Jaren ’70 en ’80 wijken In de jaren ’70 en ’80 zijn de grote stadsuitbreidingswijken gerealiseerd. Het was een tijd van experimenteren, nieuwe stedenbouwkundige structuren werden bedacht als reactie op de lineaire tuinstadstructuur. De woongebieden uit deze periode hebben een vertakte structuur. Vanaf de centrale, doorgaande hoofdweg lopen ontsluitingswegen de afzonderlijke woonbuurten in, veelal eindigend in doodlopende woonerven. De straten hebben vaak geknikte vormen met korte zichtlijnen en een hoge mate van beslotenheid als gevolg van een voortdurend verspringende rooilijn. Vanwege de vertakte structuur worden deze wijken ook wel aangeduid als ‘bloemkoolwijken’. De wijken, maar ook de woonbuurten, zijn sterk naar binnen gekeerd. Het groen scheidt de verschillende woonbuurten en bestaat veelal uit een centrale groenzone die zich tussen de verschillende woonbuurten vertakt. De grens openbaar-privé vervaagde in deze periode. Voorbeelden zijn Weezenhof, Tolhuis en een aantal wijken in Lindenholt.
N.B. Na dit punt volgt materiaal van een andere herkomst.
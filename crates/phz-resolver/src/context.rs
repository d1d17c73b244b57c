//! Resolution context.
//!
//! A [`Context`] describes where in the source a node sits: the current
//! namespace, the `use` aliases in force, the file and line, the enclosing
//! class, and the variable [`Scope`]. One context flows through the traversal
//! of a compilation unit and is forked with the `with_*` builders when the
//! traversal enters a nested region.
//!
//! Alias maps are populated once per compilation unit and then only read, so
//! they sit behind an `Arc` and forking a context never copies them.

use crate::scope::Scope;
use phz_types::is_native_type_name;
use rustc_hash::FxHashMap;
use serde::{Deserialize, Serialize};
use std::sync::Arc;

/// Namespace separator.
pub const NAMESPACE_SEPARATOR: char = '\\';

/// The root namespace, represented explicitly.
pub const ROOT_NAMESPACE: &str = "\\";

/// Which `use` table an alias belongs to.
#[derive(Clone, Copy, Debug, PartialEq, Eq, Hash, Serialize, Deserialize)]
#[serde(rename_all = "lowercase")]
pub enum AliasKind {
    /// `use Foo\Bar;`
    Class,
    /// `use function Foo\bar;`
    Function,
    /// `use const Foo\BAR;`
    Constant,
}

/// Alias kind → (short alias → fully-qualified target).
///
/// Deserializes from the natural JSON shape
/// `{"class": {"Foo": "\\Vendor\\Foo"}}`.
pub type AliasMap = FxHashMap<AliasKind, FxHashMap<String, String>>;

#[derive(Clone, Debug)]
pub struct Context {
    namespace: String,
    aliases: Arc<AliasMap>,
    file: Arc<str>,
    line: u32,
    class_fqsen: Option<String>,
    scope: Scope,
}

impl Context {
    /// A context at the top of `file`, in the root namespace, with no aliases
    /// and an empty scope.
    #[must_use]
    pub fn new(file: impl Into<Arc<str>>) -> Self {
        Self {
            namespace: ROOT_NAMESPACE.to_string(),
            aliases: Arc::new(AliasMap::default()),
            file: file.into(),
            line: 0,
            class_fqsen: None,
            scope: Scope::new(),
        }
    }

    // =========================================================================
    // Forking
    // =========================================================================

    /// Fork into `namespace`. The name is normalized to a `\`-rooted form;
    /// an empty name means the root namespace.
    #[must_use]
    pub fn with_namespace(mut self, namespace: &str) -> Self {
        self.namespace = normalize_namespace(namespace);
        self
    }

    /// Replace the alias tables wholesale.
    #[must_use]
    pub fn with_aliases(mut self, aliases: AliasMap) -> Self {
        self.aliases = Arc::new(aliases);
        self
    }

    /// Add one alias while the compilation unit's `use` list is being read.
    #[must_use]
    pub fn with_alias(
        mut self,
        kind: AliasKind,
        alias: impl Into<String>,
        target: impl Into<String>,
    ) -> Self {
        Arc::make_mut(&mut self.aliases)
            .entry(kind)
            .or_default()
            .insert(alias.into(), target.into());
        self
    }

    #[must_use]
    pub fn with_line(mut self, line: u32) -> Self {
        self.line = line;
        self
    }

    /// Fork into the body of the class named `fqsen`.
    #[must_use]
    pub fn with_class(mut self, fqsen: impl Into<String>) -> Self {
        self.class_fqsen = Some(fqsen.into());
        self
    }

    /// Fork with a fresh or prepared scope (function, method, closure entry).
    #[must_use]
    pub fn with_scope(mut self, scope: Scope) -> Self {
        self.scope = scope;
        self
    }

    // =========================================================================
    // Accessors
    // =========================================================================

    #[must_use]
    pub fn namespace(&self) -> &str {
        &self.namespace
    }

    #[must_use]
    pub fn file(&self) -> &str {
        &self.file
    }

    #[must_use]
    pub fn line(&self) -> u32 {
        self.line
    }

    #[must_use]
    pub fn class_fqsen(&self) -> Option<&str> {
        self.class_fqsen.as_deref()
    }

    #[must_use]
    pub fn scope(&self) -> &Scope {
        &self.scope
    }

    /// Mutable scope access for the pass that binds assignments and
    /// parameters.
    pub fn scope_mut(&mut self) -> &mut Scope {
        &mut self.scope
    }

    #[must_use]
    pub fn alias(&self, kind: AliasKind, alias: &str) -> Option<&str> {
        self.aliases
            .get(&kind)
            .and_then(|table| table.get(alias))
            .map(String::as_str)
    }

    #[must_use]
    pub fn has_aliases(&self, kind: AliasKind) -> bool {
        self.aliases.get(&kind).is_some_and(|table| !table.is_empty())
    }

    // =========================================================================
    // Qualification
    // =========================================================================

    /// Qualify a relative name against this context.
    ///
    /// The first matching rule wins:
    /// 1. class names that spell a native type are returned unchanged;
    /// 2. an alias whose key is the whole name yields its target;
    /// 3. an alias whose key is the first `\`-separated segment yields
    ///    `target\rest`;
    /// 4. otherwise the current namespace is prepended.
    ///
    /// Rule 3 looks at the first segment only. It neither recurses into
    /// deeper segments nor re-checks whether the remainder is native.
    #[must_use]
    pub fn qualify(&self, kind: AliasKind, name: &str) -> String {
        if kind == AliasKind::Class && is_native_type_name(name) {
            return name.to_string();
        }

        if let Some(target) = self.alias(kind, name) {
            tracing::trace!(name, target, "exact alias");
            return target.to_string();
        }

        if let Some((head, rest)) = name.split_once(NAMESPACE_SEPARATOR) {
            if let Some(target) = self.alias(kind, head) {
                tracing::trace!(name, head, target, "prefix alias");
                return format!("{target}{NAMESPACE_SEPARATOR}{rest}");
            }
        }

        self.prepend_namespace(name)
    }

    /// `namespace\name`, without doubling the separator in the root
    /// namespace.
    #[must_use]
    pub fn prepend_namespace(&self, name: &str) -> String {
        if self.namespace.ends_with(NAMESPACE_SEPARATOR) {
            format!("{}{name}", self.namespace)
        } else {
            format!("{}{NAMESPACE_SEPARATOR}{name}", self.namespace)
        }
    }
}

fn normalize_namespace(namespace: &str) -> String {
    let trimmed = namespace.trim().trim_matches(NAMESPACE_SEPARATOR);
    if trimmed.is_empty() {
        ROOT_NAMESPACE.to_string()
    } else {
        format!("{NAMESPACE_SEPARATOR}{trimmed}")
    }
}

#[cfg(test)]
#[path = "tests/context_tests.rs"]
mod tests;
Overig Alle woonbebouwing die niet is te vatten onder de hierboven beschreven gebiedstypen vallen onder ‘overig’. In de jaren ’90 komt een reactie op de stedenbouw van de jaren ’70 en ’80. Er komt weer hiërarchie in de structuur, waarbij dikwijls geometrische patronen gebruikt worden in de ruimtelijke opzet. Onderscheid tussen openbaar en privé is weer belangrijk. Ontwerpen en reageren op de plek, de bestaande situatie en haar omgeving is uitgangspunt. Er is veel aandacht voor de architectuur en de inrichting van de openbare ruimte. Binnen een wijk zijn diverse complexen met een eigen uitstraling te ontdekken. Vossendijk, het nieuwe Grootstal en fragment Driehuizen zijn duidelijke voorbeelden.